Bu mesaj yayınlanır yayınlanmaz, yine aynı küçük grup saldırıya geçti doğal davranış biçimlerine uygun olarak. Bu grubun üyelerinden biri 4 eylül 2020 tarihinde şöyle bir mesaj yazdı:

 

Burada hiç uzatmadan Tarihe not düşmek açısından ! Beni Hilmi Öz’ün şahsında Adbder’in ve onun gibi düşünenlerin temsil etmeyeceği , edemeyeceği kesin . Bu 30 Ağustos kutlama mesajından da belli . Haa , (Burada isim var) ve benzeri düşünenler etsin derseniz , ona sözüm olmaz ! Okuyunca kendimi tutamadığım için özür ????”

 

Şimdi konuyu açıklığa kavuşturalım. 30 ağustos kutlama mesajının tam metni aşağıdadır.

 

“ZAFER BAYRAMIMIZ KUTLU OLSUN

ZAFER, bedel ödemeye hazır, esir ve sömürge olmamak için canlarını vermeye hazır ve bu uğurda  can veren, hak eden milletlere nasip olur. 

 

Bugün dünyada sömürge olan birçok devlet ve millet var.  Tarihte TÜRK HİÇ ESİR OLMAMIŞTIR VE OLMAYACAKTIR.

 

Bugün nefes alıyorsak, bir lokma ekmek yiyebiliyorsak, bir bardak su içebiliyorsak, bu yazıyı kaleme alabiliyorsak. söyleyecek sözümüz varsa, ATALARIMIZ ŞEHİT VE GAZİ OLDUĞU içindir.

 

Bugün Şehit ve Gazi olarak bu vatanı bize bırakan atalarımızın TORUNLARI, tıpkı İstanbul’un fethi, 30 ağustos gibi, dünya harp tarihine altın harflerle yazılmış zaferler gibi, ZAFER KAZANMAYA DEVAM EDİYORLAR VE ATALARINA LAYIK EVLATLAR OLDUKLARINI TESCİL EDİYORLAR.

 

Bugün dünyadaki bütün harp akademilerinde İDLİB okutulmaktadır. İDLİB TORUNLARIN DÜNYA HARP TARİHİNE GİRMİŞ ZAFERİDİR. GELECEĞİN SAVAŞ TEKNOLOJİSİNİN İLK KULLANILDIĞI ALANDIR. 

 

Bugün bütün batı, maşaları Yunanistan’ı kışkırtarak bizi yine savaş eşiğine getirdiler. Biz savaşmaya ve bedel ödemeye hazırız ve savaşı engelleyecek tek unsur bizim bu kararlılığımızdır.

 

30 AĞUSTOS ŞEHİTLERİ HUZUR İÇİNDE YATIYOR.

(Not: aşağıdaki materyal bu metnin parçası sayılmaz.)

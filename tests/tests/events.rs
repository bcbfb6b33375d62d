//! Timers, messages, signals and snapshot portability

use std::sync::atomic::{AtomicBool, Ordering};
use std::sync::Arc;
use std::time::Duration;

use async_trait::async_trait;
use serde_json::json;
use tideflow_core::{
    domain::process_definition::MessageDefinition, ActivityDefinition, Collaborators, CoreError, EngineConfig,
    LoggingEventHandler, MessageCorrelationRegistry, ProcessDefinition, ProcessId, ScopeDefinition, SequenceFlow,
    StartWorkflowRequest, TimerDefinition, VersionedInstance, WorkflowExecutionService, WorkflowInstance,
    WorkflowInstanceId, WorkflowStage, WorkflowStateStore,
};
use tideflow_state_inmemory::{InMemoryStateStoreProvider, InMemoryWorkflowStateStore};
use tideflow_tests::{completed_count, executing, root_variable, service, vars, Harness};

fn wait_for_alarm() -> ProcessDefinition {
    ProcessDefinition::new(
        "sleeper",
        "Sleeper",
        ScopeDefinition::new()
            .with_activity(ActivityDefinition::start_event("start"))
            .with_activity(ActivityDefinition::signal_catch("alarm", "wake-up"))
            .with_activity(ActivityDefinition::end_event("end"))
            .with_flow(SequenceFlow::new("f1", "start", "alarm"))
            .with_flow(SequenceFlow::new("f2", "alarm", "end")),
    )
    .with_signal("wake-up")
}

fn raise_alarm() -> ProcessDefinition {
    ProcessDefinition::new(
        "alarm-clock",
        "Alarm clock",
        ScopeDefinition::new()
            .with_activity(ActivityDefinition::start_event("start"))
            .with_activity(ActivityDefinition::signal_throw("ring", "wake-up"))
            .with_activity(ActivityDefinition::end_event("end"))
            .with_flow(SequenceFlow::new("f1", "start", "ring"))
            .with_flow(SequenceFlow::new("f2", "ring", "end")),
    )
    .with_signal("wake-up")
}

fn order_payment() -> ProcessDefinition {
    ProcessDefinition::new(
        "order",
        "Order",
        ScopeDefinition::new()
            .with_activity(ActivityDefinition::start_event("start"))
            .with_activity(ActivityDefinition::message_catch("paid", "payment"))
            .with_activity(ActivityDefinition::task("ship"))
            .with_activity(ActivityDefinition::end_event("end"))
            .with_flow(SequenceFlow::new("f1", "start", "paid"))
            .with_flow(SequenceFlow::new("f2", "paid", "ship"))
            .with_flow(SequenceFlow::new("f3", "ship", "end")),
    )
    .with_message(MessageDefinition {
        name: "payment".to_string(),
        correlation_key: Some("order.id".to_string()),
    })
}

fn prepared_order() -> ProcessDefinition {
    ProcessDefinition::new(
        "prepared-order",
        "Prepared order",
        ScopeDefinition::new()
            .with_activity(ActivityDefinition::start_event("start"))
            .with_activity(ActivityDefinition::task("prepare"))
            .with_activity(ActivityDefinition::message_catch("paid", "payment"))
            .with_activity(ActivityDefinition::end_event("end"))
            .with_flow(SequenceFlow::new("f1", "start", "prepare"))
            .with_flow(SequenceFlow::new("f2", "prepare", "paid"))
            .with_flow(SequenceFlow::new("f3", "paid", "end")),
    )
    .with_message(MessageDefinition {
        name: "payment".to_string(),
        correlation_key: Some("order.id".to_string()),
    })
}

fn reminded_payment() -> ProcessDefinition {
    ProcessDefinition::new(
        "reminded-payment",
        "Payment with reminder",
        ScopeDefinition::new()
            .with_activity(ActivityDefinition::start_event("start"))
            .with_activity(ActivityDefinition::parallel_gateway("fork"))
            .with_activity(ActivityDefinition::timer_catch(
                "remind",
                TimerDefinition::Duration(Duration::from_secs(3600)),
            ))
            .with_activity(ActivityDefinition::message_catch("paid", "payment"))
            .with_activity(ActivityDefinition::end_event("reminded"))
            .with_activity(ActivityDefinition::end_event("settled"))
            .with_flow(SequenceFlow::new("f1", "start", "fork"))
            .with_flow(SequenceFlow::new("f2", "fork", "remind"))
            .with_flow(SequenceFlow::new("f3", "fork", "paid"))
            .with_flow(SequenceFlow::new("f4", "remind", "reminded"))
            .with_flow(SequenceFlow::new("f5", "paid", "settled")),
    )
    .with_message(MessageDefinition {
        name: "payment".to_string(),
        correlation_key: Some("order.id".to_string()),
    })
}

/// Store whose first versioned write loses a race against another writer
struct RacedStore {
    inner: InMemoryWorkflowStateStore,
    raced: AtomicBool,
}

#[async_trait]
impl WorkflowStateStore for RacedStore {
    async fn read(&self, id: &WorkflowInstanceId) -> Result<Option<VersionedInstance>, CoreError> {
        self.inner.read(id).await
    }

    async fn write(&self, instance: &WorkflowInstance, expected_version: Option<u64>) -> Result<u64, CoreError> {
        if expected_version.is_some() && !self.raced.swap(true, Ordering::SeqCst) {
            if let Some(current) = self.inner.read(&instance.id).await? {
                self.inner.write(&current.instance, Some(current.version)).await?;
            }
        }
        self.inner.write(instance, expected_version).await
    }
}

fn delay(duration: Duration) -> ProcessDefinition {
    ProcessDefinition::new(
        "delay",
        "Delay",
        ScopeDefinition::new()
            .with_activity(ActivityDefinition::start_event("start"))
            .with_activity(ActivityDefinition::timer_catch("wait", TimerDefinition::Duration(duration)))
            .with_activity(ActivityDefinition::end_event("end"))
            .with_flow(SequenceFlow::new("f1", "start", "wait"))
            .with_flow(SequenceFlow::new("f2", "wait", "end")),
    )
}

#[tokio::test]
async fn test_signal_broadcast_wakes_every_subscriber() -> anyhow::Result<()> {
    let harness = Harness::new(vec![wait_for_alarm()]).await?;
    let first = harness
        .runtime
        .start_workflow(&ProcessId::from("sleeper"), vars(json!({})))
        .await?;
    let second = harness
        .runtime
        .start_workflow(&ProcessId::from("sleeper"), vars(json!({})))
        .await?;
    assert_eq!(harness.provider.signals().subscriber_count("wake-up"), 2);

    let woken = harness
        .runtime
        .broadcast_signal("wake-up", vars(json!({"at": "07:00"})))
        .await?;
    assert_eq!(woken, 2);

    for id in [&first, &second] {
        let instance = harness.wait_for_stage(id, WorkflowStage::Completed).await?;
        assert_eq!(root_variable(&instance, "at"), Some(json!("07:00")));
    }
    assert_eq!(harness.runtime.broadcast_signal("wake-up", vars(json!({}))).await?, 0);
    Ok(())
}

#[tokio::test]
async fn test_signal_throw_reaches_other_instances() -> anyhow::Result<()> {
    let harness = Harness::new(vec![wait_for_alarm(), raise_alarm()]).await?;
    let sleeper = harness
        .runtime
        .start_workflow(&ProcessId::from("sleeper"), vars(json!({})))
        .await?;

    let clock = harness
        .runtime
        .start_workflow(&ProcessId::from("alarm-clock"), vars(json!({"volume": 11})))
        .await?;
    harness.wait_for_stage(&clock, WorkflowStage::Completed).await?;

    let instance = harness.wait_for_stage(&sleeper, WorkflowStage::Completed).await?;
    assert_eq!(root_variable(&instance, "volume"), Some(json!(11)));
    Ok(())
}

#[tokio::test]
async fn test_message_correlates_by_variable_key() -> anyhow::Result<()> {
    let harness = Harness::new(vec![order_payment()]).await?;
    let id = harness
        .runtime
        .start_workflow(&ProcessId::from("order"), vars(json!({"order": {"id": "o-42"}})))
        .await?;

    assert!(!harness.runtime.deliver_message("payment", "o-41", vars(json!({}))).await?);
    assert!(
        harness
            .runtime
            .deliver_message("payment", "o-42", vars(json!({"paidAmount": 12})))
            .await?
    );
    // the subscription was consumed
    assert!(!harness.runtime.deliver_message("payment", "o-42", vars(json!({}))).await?);

    let instance = harness.instance(&id).await?;
    assert_eq!(executing(&instance, "ship").len(), 1);
    assert_eq!(root_variable(&instance, "paidAmount"), Some(json!(12)));
    Ok(())
}

#[tokio::test]
async fn test_missing_correlation_key_rejects_start() -> anyhow::Result<()> {
    let provider = InMemoryStateStoreProvider::new();
    provider.deploy(order_payment()).await?;
    let service = service(&provider);
    let id = WorkflowInstanceId::from("wf-1");

    let result = service
        .start_workflow(StartWorkflowRequest {
            instance_id: id.clone(),
            process_id: ProcessId::from("order"),
            variables: vars(json!({})),
            parent: None,
        })
        .await;
    assert!(matches!(result, Err(CoreError::CorrelationError(_))));
    assert!(service.get_instance(&id).await?.is_none());
    assert!(provider.messages().is_empty());
    Ok(())
}

#[tokio::test]
async fn test_timer_catch_fires_through_scheduler() -> anyhow::Result<()> {
    let harness = Harness::new(vec![delay(Duration::from_millis(30))]).await?;
    let id = harness
        .runtime
        .start_workflow(&ProcessId::from("delay"), vars(json!({})))
        .await?;

    let instance = harness.wait_for_stage(&id, WorkflowStage::Completed).await?;
    assert_eq!(completed_count(&instance, "end"), 1);
    assert!(harness.provider.timers().active_timers().is_empty());
    Ok(())
}

#[tokio::test]
async fn test_repeated_timer_fire_is_idempotent() -> anyhow::Result<()> {
    let provider = InMemoryStateStoreProvider::new();
    provider.deploy(delay(Duration::from_secs(3600))).await?;
    let service = service(&provider);
    let id = WorkflowInstanceId::from("wf-1");
    service
        .start_workflow(StartWorkflowRequest {
            instance_id: id.clone(),
            process_id: ProcessId::from("delay"),
            variables: vars(json!({})),
            parent: None,
        })
        .await?;

    let instance = service.get_instance(&id).await?.expect("stored");
    let key = instance.subscriptions[0].key.clone();
    assert_eq!(key, format!("{}/{}/catch", id, executing(&instance, "wait")[0]));

    let first = service.fire_timer(&id, &key).await?;
    assert!(first.applied);
    assert_eq!(first.stage, WorkflowStage::Completed);

    let again = service.fire_timer(&id, &key).await?;
    assert!(!again.applied);
    let unknown = service.fire_timer(&id, "wf-1/nothing-9/catch").await?;
    assert!(!unknown.applied);
    Ok(())
}

#[tokio::test]
async fn test_start_is_idempotent_per_instance_id() -> anyhow::Result<()> {
    let provider = InMemoryStateStoreProvider::new();
    provider.deploy(delay(Duration::from_secs(3600))).await?;
    let service = service(&provider);
    let request = StartWorkflowRequest {
        instance_id: WorkflowInstanceId::from("wf-1"),
        process_id: ProcessId::from("delay"),
        variables: vars(json!({})),
        parent: None,
    };

    assert!(service.start_workflow(request.clone()).await?.applied);
    let repeated = service.start_workflow(request).await?;
    assert!(!repeated.applied);
    assert_eq!(provider.timers().active_timers().len(), 1);
    Ok(())
}

#[tokio::test]
async fn test_exported_snapshots_resume_elsewhere() -> anyhow::Result<()> {
    let harness = Harness::new(vec![order_payment()]).await?;
    let id = harness
        .runtime
        .start_workflow(&ProcessId::from("order"), vars(json!({"order": {"id": "o-7"}})))
        .await?;
    harness
        .runtime
        .deliver_message("payment", "o-7", vars(json!({})))
        .await?;
    let exported = harness.provider.store().export().await?;

    let restored = Harness::new(vec![order_payment()]).await?;
    restored.provider.store().import(&exported).await?;
    let instance = restored.instance(&id).await?;
    assert_eq!(executing(&instance, "ship").len(), 1);

    restored
        .runtime
        .complete_activity(&id, &"ship".into(), vars(json!({"tracking": "t-1"})))
        .await?;
    let instance = restored.wait_for_stage(&id, WorkflowStage::Completed).await?;
    assert_eq!(root_variable(&instance, "tracking"), Some(json!("t-1")));

    // the original store is untouched
    assert_eq!(harness.instance(&id).await?.stage, WorkflowStage::Running);
    Ok(())
}

#[tokio::test]
async fn test_message_registry_is_shared_with_the_runtime() -> anyhow::Result<()> {
    let harness = Harness::new(vec![order_payment()]).await?;
    harness
        .runtime
        .start_workflow(&ProcessId::from("order"), vars(json!({"order": {"id": "o-1"}})))
        .await?;

    let waiting = harness.provider.messages().take("payment", "o-1").await?;
    assert!(waiting.is_some());
    assert!(!harness.runtime.deliver_message("payment", "o-1", vars(json!({}))).await?);
    Ok(())
}

#[tokio::test]
async fn test_conflicting_write_releases_new_registrations() -> anyhow::Result<()> {
    let provider = InMemoryStateStoreProvider::new();
    provider.deploy(prepared_order()).await?;
    let store = Arc::new(RacedStore {
        inner: provider.store(),
        raced: AtomicBool::new(false),
    });
    let service = WorkflowExecutionService::new(
        Collaborators {
            store,
            ..provider.collaborators()
        },
        EngineConfig::default(),
        Arc::new(LoggingEventHandler),
    );
    let id = WorkflowInstanceId::from("wf-1");
    service
        .start_workflow(StartWorkflowRequest {
            instance_id: id.clone(),
            process_id: ProcessId::from("prepared-order"),
            variables: vars(json!({"order": {"id": "o-9"}})),
            parent: None,
        })
        .await?;

    let raced = service.complete_activity(&id, &"prepare".into(), vars(json!({}))).await;
    assert!(matches!(raced, Err(CoreError::VersionConflict { .. })));
    assert!(provider.messages().is_empty());

    // the retry registers the same correlation key again
    let retried = service.complete_activity(&id, &"prepare".into(), vars(json!({}))).await?;
    assert!(retried.applied);
    assert_eq!(provider.messages().len(), 1);

    let subscription = provider
        .messages()
        .take("payment", "o-9")
        .await?
        .expect("payment subscription");
    let paid = service.deliver_message(subscription, vars(json!({}))).await?;
    assert_eq!(paid.stage, WorkflowStage::Completed);
    Ok(())
}

#[tokio::test]
async fn test_failed_start_releases_earlier_registrations() -> anyhow::Result<()> {
    let provider = InMemoryStateStoreProvider::new();
    provider.deploy(reminded_payment()).await?;
    let service = service(&provider);
    let id = WorkflowInstanceId::from("wf-1");

    let result = service
        .start_workflow(StartWorkflowRequest {
            instance_id: id.clone(),
            process_id: ProcessId::from("reminded-payment"),
            variables: vars(json!({})),
            parent: None,
        })
        .await;
    assert!(matches!(result, Err(CoreError::CorrelationError(_))));
    assert!(provider.timers().active_timers().is_empty());
    assert!(provider.messages().is_empty());
    assert!(service.get_instance(&id).await?.is_none());
    Ok(())
}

ÇÜNKÜ MUZAFFER TORUNLARI VATAN NÖBETİNDE VE YENİ ZAFERLER EŞİĞİNDE.

 

Başta ATATÜRK ve silah arkadaşları olmak üzere, bütün Şehitlerimizi ve halen hayatta olmayan Gazilerimizi saygı, minnet ve rahmetle anıyor, hayatta olan Gazilerimize minnet ve saygılarımızı arzediyor, acil şifalar ve mutlu uzun ömürler diliyoruz ve

ZAFER BAYRAMIMIZI KUTLUYORUZ.

 

AdbDer

AMATÖR DENİZCİLER BARINAK DERNEĞİ

YÖNETİM KURULU”

 

Bu mesajdaki saldırıya neden olan bölüm İDLİB bölümüdür. Vay efendim, Atatürk’ün askerleri ile HULUSİ’nin askerlerini aynı kefeye koyamazmışız.  İdlib bir zafer değilmiş. Başka sözlerde var tabii. Hepsini yazmıyorum. Ama ana fikir bu.

 

Ne demek HULUSİ’nin askerleri? (Eski Genel Kurmay Başkanı,  Milli Savunma Bakanı, emekli Orgeneral Sayın Hulusi AKAR kastediliyor.) Aslında Sayın Cumhurbaşkanı Recep Tayyip ERDOĞAN’ın ordusu diyecekler de, diyemiyorlar. Ne büyük bir hakaret. Kime ve neye hakaret? VE BU SÖZÜ SARFEDERKEN KENDİLERİNİ ATATÜRK’CÜ OLARAK LANSE EDİYORLAR. Ne büyük aymazlık!

 

1)

Bu sözler öncelikle TÜRK ORDUSUNA hakarettir. Muzaffer ve Kahraman Türk Ordusu hiç kimsenin, bir ailenin, bir partinin vs. ordusu değildir. TÜRK ORDUSU TÜRK MİLLETİNİN ORDUSUDUR. Bunu ben söylemiyorum. Gazi Mustafa Kemal ATATÜRK söylüyor. Biraz NUTUK okuyun. Hani kendinize ATATÜRK’cü diyorsunuz ya!

 

 

2)

İkinci olarak TÜRK MİLLETİNE hakarettir. Çünkü TÜRK ORDUSU milletin ordusudur ve aslında millet demek ordu demektir, ordu demek millet demektir. TÜRK ORDUSU TÜRK MİLLETİNİN TA KENDİSİDİR.

 

 

3)

Üçüncü olarak, doğrudan Sayın Hulusi AKAR’a ve dolaylı olarak Sayın Cumhurbaşkanı’na ve Cumhurbaşkanlığı Makamına hakarettir. Bir ordunun bir kişiye bağlı olduğu rejimler, diktatörlük, padişahlık, krallık olabilir ki, ne Hulusi Paşa, nede Cumhurbaşkanı’nda bu sıfatların hiçbiri yoktur. Cumhurbaşkanı seçimle gelmiştir ve Milletin içinden bu makama gelmiş Milletin bir ferdidir. Hulusi Paşa ise Cumhurbaşkanı’nın tayin ettiği bir Bakandır.

 

 

30 ağustos 1922 de zaferi TÜRK ORDUSU kazanmıştır. Pek tabii komutanı devletimizin kurucusu MAREŞAL GAZİ MUSTAFA KEMAL ATATÜRK’dür.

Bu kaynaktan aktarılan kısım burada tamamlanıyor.